Cheshire3 Configuration

Contents:

Introduction

As Cheshire3 is so flexible and modular in the way that it can be implemented and then the pieces fitted together, it requires configuration files to set up which pieces to use and in which order. The configuration files are also very modular, allowing as many objects to be defined in one file as desired and then imported as required. They are put together from a small number of elements, with some additional constructions for specialized objects.

A very basic default configuration for a Database can be obtained using the cheshire3-init command described in Cheshire3 Commands Reference. The generated default configuration can then be used as a base on which to build.

Every object in the system that is not instantiated from a request or as the result of processing requires a configuration section. Many of these configurations will just contain the object class to instantiate and an identifier with which to refer to the object. Object constructor functions are called with the top DOM node of their configuration and another object to be used as a parent. This allows a tree hierarchy of objects, with a Server at the top level.
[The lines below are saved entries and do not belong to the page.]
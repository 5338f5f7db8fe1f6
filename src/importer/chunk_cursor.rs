// ==========================================
// 数据传输系统 - 分块游标
// ==========================================
// 职责: 分块内行号 → 全局行号 → 文件展示行号
// 公式:
//   global_row_index = chunk_offset − heading_rows + in_chunk − 1
//   display_row      = global_row_index + heading_rows
// 说明: chunk_offset 为当前分块首行在文件中的行号（从 1 开始），
//       in_chunk 在每个分块开始时归零，首次 advance 后为 1
// 红线: 单任务内分块严格顺序处理，游标不可跨任务共享
// ==========================================

use crate::error::{TransferError, TransferResult};

/// 模板标题行固定标记
pub const TEMPLATE_MARKER: &str = "导入模板";

/// 单行位置
#[derive(Debug, Clone, Copy, PartialEq, Eq)]
pub struct RowPosition {
    /// 数据行序号（从 1 开始，不含表头）
    pub global_row_index: u64,
    /// 用户打开源文件时看到的行号
    pub display_row: u64,
}

#[derive(Debug, Clone)]
pub struct ChunkCursor {
    chunk_size: usize,
    heading_rows: u64,
    chunk_offset: u64,
    in_chunk: u64,
    consumed: u64,
}

impl ChunkCursor {
    /// # 参数
    /// - chunk_size: 分块大小（0 按 1 处理）
    /// - heading_rows: 表头行数（1 或 2），任务期间冻结
    pub fn new(chunk_size: usize, heading_rows: u8) -> Self {
        let heading_rows = u64::from(heading_rows.max(1));
        Self {
            chunk_size: chunk_size.max(1),
            heading_rows,
            chunk_offset: heading_rows + 1,
            in_chunk: 0,
            consumed: 0,
        }
    }

    /// 开始新分块: 重新计算分块偏移，分块内计数归零
    pub fn begin_chunk(&mut self) {
        self.chunk_offset = self.heading_rows + 1 + self.consumed;
        self.in_chunk = 0;
    }

    /// 消费一行（每行调用一次，空白行同样消费位置）
    pub fn advance(&mut self) -> TransferResult<RowPosition> {
        if self.in_chunk >= self.chunk_size as u64 {
            return Err(TransferError::ChunkOverflow {
                chunk_size: self.chunk_size,
                rows: self.in_chunk + 1,
            });
        }
        self.in_chunk += 1;
        self.consumed += 1;

        let global_row_index = self.chunk_offset - self.heading_rows + self.in_chunk - 1;
        Ok(RowPosition {
            global_row_index,
            display_row: global_row_index + self.heading_rows,
        })
    }

    pub fn chunk_size(&self) -> usize {
        self.chunk_size
    }

    pub fn heading_rows(&self) -> u8 {
        self.heading_rows as u8
    }

    /// 已消费行数
    pub fn consumed(&self) -> u64 {
        self.consumed
    }
}

/// 根据首行首个单元格判断表头行数
///
/// # 返回
/// - 2: 首格包含系统名称或 "导入模板"（标题行 + 列头行）
/// - 1: 仅列头行
pub fn detect_heading_rows(first_cell: Option<&str>, system_name: Option<&str>) -> u8 {
    let cell = match first_cell.map(|c| c.trim_start_matches('\u{feff}').trim()) {
        Some(c) if !c.is_empty() => c,
        _ => return 1,
    };

    let has_system_name = system_name
        .map(str::trim)
        .filter(|name| !name.is_empty())
        .map(|name| cell.contains(name))
        .unwrap_or(false);

    if has_system_name || cell.contains(TEMPLATE_MARKER) {
        2
    } else {
        1
    }
}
It also means that objects can handle their own specialized configuration elements, while leaving the common elements to the base configuration handler.

The main elements will be described here, the specialized elements and values will be described in object specific pages.

Configuration Elements

XML namespace is optional, but if used it must be:

http://www.cheshire3.org/schemas/config/

If you wish to generate configurations in Python and have Cheshire3 installed, then you can import the configuration namespace from cheshire3.internal.CONFIG_NS

<config>

The top level element of any configuration file is the config element, and contains at least one object to construct. It should have an id attribute containing an identifier for the object in the system, and a type attribute specifying what sort of object is being created.

If the configuration file is not for the top level Server, this element must contain an <objectType> element. It may also contain one of each of <docs>, <paths>, <subConfigs>, <objects> and <options> .

<objectType>

This element contains the module and class to use when instantiating the object, using the standard package.module.class Python syntax.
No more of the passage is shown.